Why one cigarette gets some smokers hooked
Thursday 7th August, 2008
The latest research on nicotine has uncovered the reason why certain people seem to become addicted to nicotine after just one cigarette.
The study carried out in the United States highlighted one particular brain pathway that uses the neurotransmitter called ‘dopamine’ to transmit a signal that relates to nicotine’s rewarding and addictive properties.
The mesolimbic dopamine system pathway is directly involved with properties from addictive substances found in many drugs that are abused such as alcohol, cocaine and nicotine.
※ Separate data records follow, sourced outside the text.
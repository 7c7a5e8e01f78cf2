use std::sync::Arc;

use actix_cors::Cors;
use actix_web::{web, App, HttpServer};
use db_pool::{create_pool, DbConfig};
use event_schema::topics;
use idempotent_consumer::{IdempotencyGuard, MySqlProcessedEventStore};
use kafka_bus::{EventConsumer, EventProducer};
use product_service::consumer::OrderCreatedHandler;
use product_service::db::ProductRepository;
use product_service::services::ProductService;
use product_service::{handlers, schema};
use service_config::Config;
use tokio::sync::broadcast;
use tracing_subscriber::{layer::SubscriberExt, util::SubscriberInitExt};
use transactional_outbox::{BusOutboxPublisher, MySqlOutboxRepository, OutboxDispatcher};

async fn shutdown_signal() {
    #[cfg(unix)]
    {
        use tokio::signal::unix::{signal, SignalKind};

        let mut terminate =
            signal(SignalKind::terminate()).expect("Failed to install SIGTERM handler");

        tokio::select! {
            _ = tokio::signal::ctrl_c() => {},
            _ = terminate.recv() => {},
        }
    }

    #[cfg(not(unix))]
    {
        tokio::signal::ctrl_c()
            .await
            .expect("Failed to install Ctrl+C handler");
    }
}

#[actix_web::main]
async fn main() -> std::io::Result<()> {
    tracing_subscriber::registry()
        .with(
            tracing_subscriber::EnvFilter::try_from_default_env()
                .unwrap_or_else(|_| "info,sqlx=warn".into()),
        )
        .with(tracing_subscriber::fmt::layer())
        .init();

    let config = match Config::from_env() {
        Ok(cfg) => cfg,
        Err(e) => {
            tracing::error!("configuration loading failed: {e}");
            std::process::exit(1);
        }
    };

    tracing::info!(
        service = %config.service_name,
        "starting product-service v{}",
        env!("CARGO_PKG_VERSION")
    );

    let db_config = DbConfig::new(&config.service_name, &config.mysql_dsn);
    db_config.log_config();
    let pool = match create_pool(db_config).await {
        Ok(pool) => pool,
        Err(e) => {
            tracing::error!("database pool creation failed: {e}");
            std::process::exit(1);
        }
    };

    if let Err(e) = schema::ensure_tables(&pool).await {
        tracing::error!("schema bootstrap failed: {e}");
        std::process::exit(1);
    }

    let producer = match EventProducer::new(&config.brokers()) {
        Ok(producer) => Arc::new(producer),
        Err(e) => {
            tracing::error!("kafka producer creation failed: {e}");
            std::process::exit(1);
        }
    };

    let poll_interval = match config.poll_interval() {
        Ok(interval) => interval,
        Err(e) => {
            tracing::error!("invalid outbox poll interval: {e}");
            std::process::exit(1);
        }
    };

    let outbox = Arc::new(MySqlOutboxRepository::new(pool.clone()));
    let dispatcher = OutboxDispatcher::new(
        outbox.clone(),
        Arc::new(BusOutboxPublisher::new(producer.clone())),
        poll_interval,
    );

    let products = Arc::new(ProductRepository::new(pool.clone()));
    let product_service = web::Data::new(ProductService::new(pool.clone(), outbox.clone()));
    let products_data = web::Data::new(products.clone());

    // order.created consumer with relational idempotency tracking.
    let guard = IdempotencyGuard::new(
        MySqlProcessedEventStore::new(pool.clone()),
        config.service_name.clone(),
    );
    let order_handler = Arc::new(OrderCreatedHandler::new(
        products.clone(),
        producer.clone(),
        guard,
    ));
    let order_consumer = match EventConsumer::new(
        &config.brokers(),
        topics::ORDER_CREATED,
        &config.service_name,
        producer.clone(),
    ) {
        Ok(consumer) => consumer,
        Err(e) => {
            tracing::error!("kafka consumer creation failed: {e}");
            std::process::exit(1);
        }
    };

    let (shutdown_tx, _) = broadcast::channel::<()>(1);

    let bind_address = format!("0.0.0.0:{}", config.port);
    tracing::info!("starting HTTP server at {bind_address}");

    let server = HttpServer::new(move || {
        App::new()
            .app_data(product_service.clone())
            .app_data(products_data.clone())
            .wrap(Cors::default().allow_any_origin().allow_any_method().allow_any_header())
            .wrap(tracing_actix_web::TracingLogger::default())
            .route("/healthz", web::get().to(handlers::health))
            .service(
                web::scope("/products")
                    .route("", web::post().to(handlers::create_product))
                    .route("", web::get().to(handlers::list_products))
                    .route("/{id}", web::get().to(handlers::get_product))
                    .route("/{id}", web::put().to(handlers::update_product)),
            )
    })
    .bind(&bind_address)?
    .run();
    let server_handle = server.handle();

    let dispatcher_shutdown = shutdown_tx.subscribe();
    let dispatcher_task =
        tokio::spawn(async move { dispatcher.run(dispatcher_shutdown).await });

    let consumer_shutdown = shutdown_tx.subscribe();
    let consumer_task = tokio::spawn(async move {
        order_consumer.run(consumer_shutdown, order_handler).await
    });

    let mut server_task = tokio::spawn(server);

    tokio::select! {
        _ = shutdown_signal() => {
            tracing::info!("shutdown signal received");
            let _ = shutdown_tx.send(());
            server_handle.stop(true).await;
            let _ = (&mut server_task).await;
        }
        result = &mut server_task => {
            tracing::error!("HTTP server exited unexpectedly: {result:?}");
            let _ = shutdown_tx.send(());
        }
    }

    if let Err(e) = dispatcher_task.await {
        tracing::error!("dispatcher task join error: {e}");
    }
    if let Err(e) = consumer_task.await {
        tracing::error!("consumer task join error: {e}");
    }
    producer.close();

    tracing::info!("product-service stopped");
    Ok(())
}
“Nicotine interacts with a variety of neurochemical pathways within the brain to produce its rewarding and addictive effects,” said researcher Steven Laviolette of the Department of Anatomy and Cell Biology at the Schulich School of Medicine & Dentistry.
“However, during the early phase of tobacco exposure, many individuals find nicotine highly unpleasant and aversive, whereas others may become rapidly dependent on nicotine and find it highly rewarding. We wanted to explore that difference.”
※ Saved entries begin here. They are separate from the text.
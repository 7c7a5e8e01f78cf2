//! Domain event definitions.
//!
//! Events are a closed set: one struct per event type, each flattening the
//! [`EventMeta`] envelope into its body, and a [`DomainEvent`] enum used
//! wherever code needs to handle "any event". Decoding is a table lookup
//! from the event type (topic name) to the concrete variant.

use serde::{Deserialize, Serialize};
use thiserror::Error;

use crate::{topics, EventMeta, OrderData, ProductData, UserData};

#[derive(Debug, Error)]
pub enum EventDecodeError {
    #[error("unknown event type: {0}")]
    UnknownType(String),

    #[error("malformed event payload: {0}")]
    Malformed(#[from] serde_json::Error),
}

#[derive(Debug, Clone, PartialEq, Serialize, Deserialize)]
pub struct UserCreated {
    #[serde(flatten)]
    pub meta: EventMeta,
    pub user: UserData,
}

#[derive(Debug, Clone, PartialEq, Serialize, Deserialize)]
pub struct UserUpdated {
    #[serde(flatten)]
    pub meta: EventMeta,
    pub user: UserData,
}

#[derive(Debug, Clone, PartialEq, Serialize, Deserialize)]
pub struct ProductCreated {
    #[serde(flatten)]
    pub meta: EventMeta,
    pub product: ProductData,
}

#[derive(Debug, Clone, PartialEq, Serialize, Deserialize)]
pub struct ProductUpdated {
    #[serde(flatten)]
    pub meta: EventMeta,
    pub product: ProductData,
}

#[derive(Debug, Clone, PartialEq, Serialize, Deserialize)]
pub struct OrderCreated {
    #[serde(flatten)]
    pub meta: EventMeta,
    pub order: OrderData,
}

#[derive(Debug, Clone, PartialEq, Serialize, Deserialize)]
pub struct OrderPaid {
    #[serde(flatten)]
    pub meta: EventMeta,
    pub order_id: u64,
}

#[derive(Debug, Clone, PartialEq, Serialize, Deserialize)]
pub struct OrderCanceled {
    #[serde(flatten)]
    pub meta: EventMeta,
    pub order_id: u64,
    #[serde(default, skip_serializing_if = "Option::is_none")]
    pub reason: Option<String>,
}

#[derive(Debug, Clone, PartialEq, Serialize, Deserialize)]
pub struct StockReserved {
    #[serde(flatten)]
    pub meta: EventMeta,
    pub order_id: u64,
    pub product_id: u64,
    pub quantity: i32,
}

#[derive(Debug, Clone, PartialEq, Serialize, Deserialize)]
pub struct StockReleased {
    #[serde(flatten)]
    pub meta: EventMeta,
    pub order_id: u64,
    pub product_id: u64,
    pub quantity: i32,
}

impl UserCreated {
    pub fn new(user: UserData) -> Self {
        Self {
            meta: EventMeta::new(),
            user,
        }
    }
}

impl UserUpdated {
    pub fn new(user: UserData) -> Self {
        Self {
            meta: EventMeta::new(),
            user,
        }
    }
}

impl ProductCreated {
    pub fn new(product: ProductData) -> Self {
        Self {
            meta: EventMeta::new(),
            product,
        }
    }
}

impl ProductUpdated {
    pub fn new(product: ProductData) -> Self {
        Self {
            meta: EventMeta::new(),
            product,
        }
    }
}

impl OrderCreated {
    pub fn new(order: OrderData) -> Self {
        Self {
            meta: EventMeta::new(),
            order,
        }
    }
}

impl OrderPaid {
    pub fn new(order_id: u64) -> Self {
        Self {
            meta: EventMeta::new(),
            order_id,
        }
    }
}

impl OrderCanceled {
    pub fn new(order_id: u64, reason: Option<String>) -> Self {
        Self {
            meta: EventMeta::new(),
            order_id,
            reason,
        }
    }
}

impl StockReserved {
    pub fn new(order_id: u64, product_id: u64, quantity: i32) -> Self {
        Self {
            meta: EventMeta::new(),
            order_id,
            product_id,
            quantity,
        }
    }
}

impl StockReleased {
    pub fn new(order_id: u64, product_id: u64, quantity: i32) -> Self {
        Self {
            meta: EventMeta::new(),
            order_id,
            product_id,
            quantity,
        }
    }
}

/// Closed enumeration of every event the system emits.
#[derive(Debug, Clone, PartialEq)]
pub enum DomainEvent {
    UserCreated(UserCreated),
    UserUpdated(UserUpdated),
    ProductCreated(ProductCreated),
    ProductUpdated(ProductUpdated),
    OrderCreated(OrderCreated),
    OrderPaid(OrderPaid),
    OrderCanceled(OrderCanceled),
    StockReserved(StockReserved),
    StockReleased(StockReleased),
}

impl DomainEvent {
    /// Dotted event type; also the Kafka topic the event is published to.
    pub fn event_type(&self) -> &'static str {
        match self {
            DomainEvent::UserCreated(_) => topics::USER_CREATED,
            DomainEvent::UserUpdated(_) => topics::USER_UPDATED,
            DomainEvent::ProductCreated(_) => topics::PRODUCT_CREATED,
            DomainEvent::ProductUpdated(_) => topics::PRODUCT_UPDATED,
            DomainEvent::OrderCreated(_) => topics::ORDER_CREATED,
            DomainEvent::OrderPaid(_) => topics::ORDER_PAID,
            DomainEvent::OrderCanceled(_) => topics::ORDER_CANCELED,
            DomainEvent::StockReserved(_) => topics::STOCK_RESERVED,
            DomainEvent::StockReleased(_) => topics::STOCK_RELEASED,
        }
    }

    /// Aggregate tag recorded on outbox rows.
    pub fn aggregate(&self) -> &'static str {
        match self {
            DomainEvent::UserCreated(_) | DomainEvent::UserUpdated(_) => "user",
            DomainEvent::ProductCreated(_) | DomainEvent::ProductUpdated(_) => "product",
            DomainEvent::OrderCreated(_)
            | DomainEvent::OrderPaid(_)
            | DomainEvent::OrderCanceled(_) => "order",
            DomainEvent::StockReserved(_) | DomainEvent::StockReleased(_) => "stock",
        }
    }

    /// Partition key grouping related events onto one partition.
    ///
    /// Aggregate-scoped events key on the aggregate id; stock movements key
    /// on the product they touch, which is the stream their consumers need
    /// ordered.
    pub fn partition_key(&self) -> String {
        match self {
            DomainEvent::UserCreated(e) => e.user.id.to_string(),
            DomainEvent::UserUpdated(e) => e.user.id.to_string(),
            DomainEvent::ProductCreated(e) => e.product.id.to_string(),
            DomainEvent::ProductUpdated(e) => e.product.id.to_string(),
            DomainEvent::OrderCreated(e) => e.order.id.to_string(),
            DomainEvent::OrderPaid(e) => e.order_id.to_string(),
            DomainEvent::OrderCanceled(e) => e.order_id.to_string(),
            DomainEvent::StockReserved(e) => e.product_id.to_string(),
            DomainEvent::StockReleased(e) => e.product_id.to_string(),
        }
    }

    pub fn meta(&self) -> &EventMeta {
        match self {
            DomainEvent::UserCreated(e) => &e.meta,
            DomainEvent::UserUpdated(e) => &e.meta,
            DomainEvent::ProductCreated(e) => &e.meta,
            DomainEvent::ProductUpdated(e) => &e.meta,
            DomainEvent::OrderCreated(e) => &e.meta,
            DomainEvent::OrderPaid(e) => &e.meta,
            DomainEvent::OrderCanceled(e) => &e.meta,
            DomainEvent::StockReserved(e) => &e.meta,
            DomainEvent::StockReleased(e) => &e.meta,
        }
    }

    /// Serialise the event body. The type tag travels out of band (topic
    /// name, outbox `event_type` column), never inside the JSON.
    pub fn to_json(&self) -> serde_json::Result<String> {
        match self {
            DomainEvent::UserCreated(e) => serde_json::to_string(e),
            DomainEvent::UserUpdated(e) => serde_json::to_string(e),
            DomainEvent::ProductCreated(e) => serde_json::to_string(e),
            DomainEvent::ProductUpdated(e) => serde_json::to_string(e),
            DomainEvent::OrderCreated(e) => serde_json::to_string(e),
            DomainEvent::OrderPaid(e) => serde_json::to_string(e),
            DomainEvent::OrderCanceled(e) => serde_json::to_string(e),
            DomainEvent::StockReserved(e) => serde_json::to_string(e),
            DomainEvent::StockReleased(e) => serde_json::to_string(e),
        }
    }

    /// Decode a payload given its event type.
    pub fn decode(event_type: &str, payload: &[u8]) -> Result<Self, EventDecodeError> {
        let event = match event_type {
            topics::USER_CREATED => DomainEvent::UserCreated(serde_json::from_slice(payload)?),
            topics::USER_UPDATED => DomainEvent::UserUpdated(serde_json::from_slice(payload)?),
            topics::PRODUCT_CREATED => {
                DomainEvent::ProductCreated(serde_json::from_slice(payload)?)
            }
            topics::PRODUCT_UPDATED => {
                DomainEvent::ProductUpdated(serde_json::from_slice(payload)?)
            }
            topics::ORDER_CREATED => DomainEvent::OrderCreated(serde_json::from_slice(payload)?),
            topics::ORDER_PAID => DomainEvent::OrderPaid(serde_json::from_slice(payload)?),
            topics::ORDER_CANCELED => DomainEvent::OrderCanceled(serde_json::from_slice(payload)?),
            topics::STOCK_RESERVED => DomainEvent::StockReserved(serde_json::from_slice(payload)?),
            topics::STOCK_RELEASED => DomainEvent::StockReleased(serde_json::from_slice(payload)?),
            other => return Err(EventDecodeError::UnknownType(other.to_string())),
        };
        Ok(event)
    }
}

impl From<UserCreated> for DomainEvent {
    fn from(e: UserCreated) -> Self {
        DomainEvent::UserCreated(e)
    }
}

impl From<UserUpdated> for DomainEvent {
    fn from(e: UserUpdated) -> Self {
        DomainEvent::UserUpdated(e)
    }
}

impl From<ProductCreated> for DomainEvent {
    fn from(e: ProductCreated) -> Self {
        DomainEvent::ProductCreated(e)
    }
}

impl From<ProductUpdated> for DomainEvent {
    fn from(e: ProductUpdated) -> Self {
        DomainEvent::ProductUpdated(e)
    }
}

impl From<OrderCreated> for DomainEvent {
    fn from(e: OrderCreated) -> Self {
        DomainEvent::OrderCreated(e)
    }
}

impl From<OrderPaid> for DomainEvent {
    fn from(e: OrderPaid) -> Self {
        DomainEvent::OrderPaid(e)
    }
}

impl From<OrderCanceled> for DomainEvent {
    fn from(e: OrderCanceled) -> Self {
        DomainEvent::OrderCanceled(e)
    }
}

impl From<StockReserved> for DomainEvent {
    fn from(e: StockReserved) -> Self {
        DomainEvent::StockReserved(e)
    }
}

impl From<StockReleased> for DomainEvent {
    fn from(e: StockReleased) -> Self {
        DomainEvent::StockReleased(e)
    }
}

#[cfg(test)]
mod tests {
    use super::*;
    use crate::OrderItemData;

    fn sample_order() -> OrderData {
        OrderData {
            id: 1,
            user_id: 7,
            status: "CREATED".to_string(),
            total_amount: 20.0,
            items: vec![OrderItemData {
                product_id: 3,
                quantity: 2,
                unit_price: 10.0,
            }],
        }
    }

    #[test]
    fn event_id_assigned_once() {
        let a = EventMeta::new();
        let b = EventMeta::new();
        assert_ne!(a.event_id, b.event_id);
        assert_eq!(a.event_id.len(), 36);
    }

    #[test]
    fn round_trip_every_variant() {
        let events: Vec<DomainEvent> = vec![
            UserCreated::new(UserData {
                id: 1,
                name: "A".into(),
                email: "a@x".into(),
            })
            .into(),
            UserUpdated::new(UserData {
                id: 1,
                name: "B".into(),
                email: "b@x".into(),
            })
            .into(),
            ProductCreated::new(ProductData {
                id: 3,
                name: "P".into(),
                price: 10.0,
                stock: 5,
            })
            .into(),
            ProductUpdated::new(ProductData {
                id: 3,
                name: "P2".into(),
                price: 12.0,
                stock: 4,
            })
            .into(),
            OrderCreated::new(sample_order()).into(),
            OrderPaid::new(1).into(),
            OrderCanceled::new(1, Some("insufficient stock for product 3".into())).into(),
            StockReserved::new(1, 3, 2).into(),
            StockReleased::new(1, 3, 2).into(),
        ];

        for event in events {
            let json = event.to_json().unwrap();
            let decoded = DomainEvent::decode(event.event_type(), json.as_bytes()).unwrap();
            assert_eq!(decoded, event);
        }
    }

    #[test]
    fn envelope_fields_are_flattened() {
        let event = OrderPaid::new(42);
        let value: serde_json::Value =
            serde_json::from_str(&serde_json::to_string(&event).unwrap()).unwrap();
        assert_eq!(value["event_id"], event.meta.event_id.as_str());
        assert!(value["occurred_at"].is_string());
        assert_eq!(value["order_id"], 42);
    }

    #[test]
    fn missing_event_id_is_rejected() {
        let err = DomainEvent::decode(topics::ORDER_PAID, br#"{"order_id": 1}"#);
        assert!(matches!(err, Err(EventDecodeError::Malformed(_))));
    }

    #[test]
    fn unknown_type_is_rejected() {
        let err = DomainEvent::decode("order.exploded", b"{}");
        assert!(matches!(err, Err(EventDecodeError::UnknownType(_))));
    }

    #[test]
    fn cancel_reason_is_omitted_when_absent() {
        let event = OrderCanceled::new(1, None);
        let json = serde_json::to_string(&event).unwrap();
        assert!(!json.contains("reason"));

        let with_reason = OrderCanceled::new(1, Some("late".into()));
        let json = serde_json::to_string(&with_reason).unwrap();
        assert!(json.contains(r#""reason":"late""#));
    }

    #[test]
    fn partition_keys_follow_the_aggregate() {
        assert_eq!(
            DomainEvent::from(OrderCreated::new(sample_order())).partition_key(),
            "1"
        );
        assert_eq!(DomainEvent::from(StockReserved::new(1, 3, 2)).partition_key(), "3");
        assert_eq!(
            DomainEvent::from(UserCreated::new(UserData {
                id: 9,
                name: "A".into(),
                email: "a@x".into(),
            }))
            .partition_key(),
            "9"
        );
    }

    #[test]
    fn aggregate_tags() {
        assert_eq!(DomainEvent::from(OrderPaid::new(1)).aggregate(), "order");
        assert_eq!(DomainEvent::from(StockReleased::new(1, 2, 3)).aggregate(), "stock");
    }
}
“While much progress has been made in understanding how the brain processes the rewarding effects of nicotine after the dependence is established.
“Very little is known about how the mesolimbic dopamine system may control the initial vulnerability to nicotine; that is, why do some individuals become quickly addicted to nicotine while others do not, and in some cases, even find nicotine to be highly aversive.”
By identifying which specific dopamine receptor controlled the brain’s first sensitivity to nicotine’s addictive and rewarding properties the researchers were able to alter these receptors and control the processed nicotine as being either rewarding or aversive.